October 30
Approximately 23 miles (including a bit of wandering trying to find the path)
Albergue: 6€
Food: 4.5€
Ugh. Started off as one of those days that just has to get done. I was one of the last to leave the albergue and got turned around by the cathedral and wandered for a bit before I could find my way out of the city. Then there was traffic. And it was quite cold. And I was walking alone and the Camino was 90% road today. Really a not fun morning.

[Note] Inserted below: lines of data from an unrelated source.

//! Darkroom Core - collection-scoped image filtering library.
//!
//! Darkroom keeps source images in a blob store, records them in a catalog,
//! and derives filtered artifacts from them. Identical filter requests are
//! deduplicated by a content fingerprint, so re-applying a spec links the
//! existing artifact instead of producing a new one.
//!
//! # Architecture
//!
//! ```text
//! Upload → Blob store + Catalog
//! Apply  → Fetch → Decode → Filter → Encode → Store → Record → Link
//! Export → Linked artifacts → ZIP (streamed in bounded chunks)
//! ```
//!
//! # Usage
//!
//! ```rust,ignore
//! use darkroom_core::{Config, Darkroom, FilterParams};
//!
//! #[tokio::main]
//! async fn main() -> darkroom_core::Result<()> {
//!     let darkroom = Darkroom::open(Config::load()?).await?;
//!     let collection = darkroom.create_collection("holiday", None).await?;
//!
//!     let params = FilterParams { brightness: Some(70), blur: Some(4), ..Default::default() };
//!     let report = darkroom.apply_to_collection(collection.id, params).await?;
//!     println!("{} processed, {} failed", report.processed, report.failed);
//!     Ok(())
//! }
//! ```

// Module declarations
pub mod catalog;
pub mod config;
pub mod error;
pub mod export;
pub mod orchestrator;
pub mod output;
pub mod pipeline;
pub mod store;
pub mod types;
pub mod upload;

// Re-exports for convenient access
pub use catalog::{CatalogStore, MemoryCatalog, SqliteCatalog};
pub use config::Config;
pub use error::{
    CatalogError, ConfigError, DarkroomError, PipelineError, PipelineResult, Result, StorageError,
};
pub use export::{ArchiveExporter, ExportSummary, ExportedArchive};
pub use orchestrator::{BatchOrchestrator, BatchReport, FailureKind, ItemResult, ItemStatus};
pub use output::{ReportFormat, ReportWriter};
pub use pipeline::{FilterParams, FilterPipeline, FilterSpec, OutputFormat};
pub use store::{ArtifactStore, BlobReader, FsArtifactStore, MemoryArtifactStore};
pub use types::{
    Collection, CollectionDetail, CollectionId, CollectionSummary, DerivedArtifact, SourceImage,
    SourceImageId,
};
pub use upload::{UploadRequest, Uploader};

use std::sync::Arc;

use pipeline::{Encoder, ImageDecoder, SeetaFaceDetector};

/// Library version.
pub const VERSION: &str = env!("CARGO_PKG_VERSION");

/// How a download should be presented to a client.
#[derive(Debug, Clone, Copy, PartialEq, Eq, serde::Serialize)]
#[serde(rename_all = "snake_case")]
pub enum Disposition {
    /// Save as a file
    Attachment,
    /// Display in place (previews)
    Inline,
}

impl Disposition {
    pub fn as_str(&self) -> &'static str {
        match self {
            Self::Attachment => "attachment",
            Self::Inline => "inline",
        }
    }
}

/// A blob ready to be streamed to a client.
pub struct Download {
    /// Client-facing name: the storage key without its unique prefix
    pub file_name: String,
    pub media_type: String,
    pub size: u64,
    pub disposition: Disposition,
    pub reader: BlobReader,
}

/// Darkroom service - the main entry point.
///
/// Owns the two stores and the components that work on them. Cloning the
/// stores is cheap; everything is behind `Arc`.
pub struct Darkroom {
    config: Config,
    artifacts: Arc<dyn ArtifactStore>,
    catalog: Arc<dyn CatalogStore>,
    orchestrator: BatchOrchestrator,
    exporter: ArchiveExporter,
    uploader: Uploader,
}

impl Darkroom {
    /// Open the filesystem blob store and SQLite catalog named by `config`.
    pub async fn open(config: Config) -> Result<Self> {
        let blob_dir = config.blob_dir();
        let catalog_path = config.catalog_path();
        tracing::debug!(
            "Opening Darkroom v{} (blobs: {:?}, catalog: {:?})",
            VERSION,
            blob_dir,
            catalog_path
        );

        let artifacts = FsArtifactStore::open(blob_dir).await?;
        let catalog = tokio::task::spawn_blocking(move || SqliteCatalog::open(&catalog_path))
            .await
            .map_err(|e| DarkroomError::Io(std::io::Error::other(e)))??;

        Ok(Self::with_stores(config, Arc::new(artifacts), Arc::new(catalog)))
    }

    /// Purely in-memory instance; nothing outlives the process.
    pub fn in_memory(config: Config) -> Self {
        Self::with_stores(
            config,
            Arc::new(MemoryArtifactStore::new()),
            Arc::new(MemoryCatalog::new()),
        )
    }

    /// Build on caller-supplied stores.
    pub fn with_stores(
        config: Config,
        artifacts: Arc<dyn ArtifactStore>,
        catalog: Arc<dyn CatalogStore>,
    ) -> Self {
        let pipeline = match config.face_model_path() {
            Some(path) => FilterPipeline::with_face_detector(Arc::new(SeetaFaceDetector::new(
                path,
                config.filters.face_min_size,
            ))),
            None => FilterPipeline::new(),
        };

        let orchestrator = BatchOrchestrator::new(
            artifacts.clone(),
            catalog.clone(),
            Arc::new(pipeline),
            ImageDecoder::new(config.limits.clone()),
            Encoder::new(config.codec.jpeg_quality),
            config.processing.parallel_workers,
        );
        let exporter = ArchiveExporter::new(artifacts.clone(), catalog.clone(), config.export.clone());
        let uploader = Uploader::new(artifacts.clone(), catalog.clone(), config.limits.clone());

        Self {
            config,
            artifacts,
            catalog,
            orchestrator,
            exporter,
            uploader,
        }
    }

    /// Get a reference to the current configuration.
    pub fn config(&self) -> &Config {
        &self.config
    }

    pub fn catalog(&self) -> &Arc<dyn CatalogStore> {
        &self.catalog
    }

    pub fn artifacts(&self) -> &Arc<dyn ArtifactStore> {
        &self.artifacts
    }

    pub async fn create_collection(
        &self,
        name: &str,
        description: Option<&str>,
    ) -> Result<Collection> {
        let name = name.trim();
        if name.is_empty() {
            return Err(DarkroomError::Validation(
                "collection name must not be empty".to_string(),
            ));
        }
        let collection = self.catalog.create_collection(name, description).await?;
        tracing::debug!("Created collection {} ({})", collection.id, collection.name);
        Ok(collection)
    }

    pub async fn list_collections(&self) -> Result<Vec<CollectionSummary>> {
        Ok(self.catalog.list_collections().await?)
    }

    /// A collection with its member images and linked artifacts.
    pub async fn get_collection(&self, id: CollectionId) -> Result<CollectionDetail> {
        let collection = self
            .catalog
            .get_collection(id)
            .await?
            .ok_or_else(|| DarkroomError::NotFound(format!("collection {id}")))?;
        let images = self.catalog.images_for_collection(id).await?;
        let artifacts = self.catalog.artifacts_for_collection(id).await?;
        Ok(CollectionDetail {
            collection,
            images,
            artifacts,
        })
    }

    /// Delete a collection and everything it owns, then purge their blobs.
    ///
    /// Blob removal is best-effort: a failure is logged and the remaining
    /// blobs are still attempted. Returns the number of blobs purged.
    pub async fn delete_collection(&self, id: CollectionId) -> Result<usize> {
        let purged = self
            .catalog
            .delete_collection(id)
            .await?
            .ok_or_else(|| DarkroomError::NotFound(format!("collection {id}")))?;

        let mut removed = 0;
        for key in purged.all() {
            match self.artifacts.remove(key).await {
                Ok(()) => removed += 1,
                Err(e) => tracing::warn!("Could not remove blob {} of collection {}: {}", key, id, e),
            }
        }
        tracing::info!(
            "Deleted collection {}: {} images, {} artifacts, {} blobs purged",
            id,
            purged.source_keys.len(),
            purged.artifact_keys.len(),
            removed
        );
        Ok(removed)
    }

    pub async fn upload(&self, request: UploadRequest) -> Result<SourceImage> {
        self.uploader.upload(request).await
    }

    /// Make an existing image a member of another collection.
    ///
    /// Returns `false` when it already was one.
    pub async fn attach_image(
        &self,
        collection_id: CollectionId,
        image_id: SourceImageId,
    ) -> Result<bool> {
        if self.catalog.get_collection(collection_id).await?.is_none() {
            return Err(DarkroomError::NotFound(format!("collection {collection_id}")));
        }
        if self.catalog.get_source_image(image_id).await?.is_none() {
            return Err(DarkroomError::NotFound(format!("source image {image_id}")));
        }
        Ok(self.catalog.link_source_image(collection_id, image_id).await?)
    }

    /// Validate `params` and apply them to one image.
    pub async fn apply_to_image(
        &self,
        collection_id: CollectionId,
        image_id: SourceImageId,
        params: FilterParams,
    ) -> Result<ItemResult> {
        let spec = FilterSpec::new(params)?;
        self.orchestrator
            .apply_to_image(collection_id, image_id, &spec)
            .await
    }

    /// Validate `params` and apply them to every member image of a collection.
    pub async fn apply_to_collection(
        &self,
        collection_id: CollectionId,
        params: FilterParams,
    ) -> Result<BatchReport> {
        let spec = FilterSpec::new(params)?;
        self.orchestrator
            .apply_to_collection(collection_id, &spec)
            .await
    }

    /// Open a stored original or artifact for streaming.
    pub async fn download(&self, key: &str, disposition: Disposition) -> Result<Download> {
        let reader = self.artifacts.get(key).await.map_err(|e| {
            if e.is_not_found() {
                DarkroomError::NotFound(format!("file {key}"))
            } else {
                e.into()
            }
        })?;
        Ok(Download {
            file_name: download_name(key).to_string(),
            media_type: reader.media_type().to_string(),
            size: reader.size(),
            disposition,
            reader,
        })
    }

    pub async fn export_zip(&self, collection_id: CollectionId) -> Result<ExportedArchive> {
        self.exporter.export_zip(collection_id).await
    }
}

/// Storage keys are `{uuid}_{name}`; clients see only `{name}`.
fn download_name(key: &str) -> &str {
    match key.split_once('_') {
        Some((_, name)) if !name.is_empty() => name,
        _ => key,
    }
}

But it did get better. My ankle was wrapped better and I had my foot cushions in, so at least my legs weren’t sore. I am disappointed, however, that I never got to the point of feeling good while walking. Seems like every time some part gets stronger and stops hurting, something else takes its place. Lately it has been my shoulders, which could be due to how I’m carrying my water, so I am going to try something new tomorrow,and see if that helps. I just figured I’d be beyond the point of having to keep adjusting and just have a rhythm by now. With just 2-5 hiking days left, I no longer see it happening.
Yes, just 2 or 5 days left, depending on if I hike or bus to Finisterre after Santiago. Part of me wants to, part of me is done! Perhaps I will feel differently after a day off in Santiago.
This albergue is wonderful! Repurposed old stone farm buildings with lots of neat niches and just simple touches that make it homey and just lovely. It’s not 2km from the last sign as was posted somewhere, but that’s fine. I’ve learned that all distances are highly estimated over here. It’s been a learning process!
I ran into Tash and Vittorio at lunch and walked kind of with them for the afternoon, but fell a little behind and arrived just after them. Perfect timing, as the showers and laundry areas were both free!
A relaxing evening. Seven of us now as Marco had a friend join in Lugo for the last 100km. Tomorrow we join up with the Frances, so there will be more people. Trying not to over analyze what that means, so just enjoying the time tonight with these guys.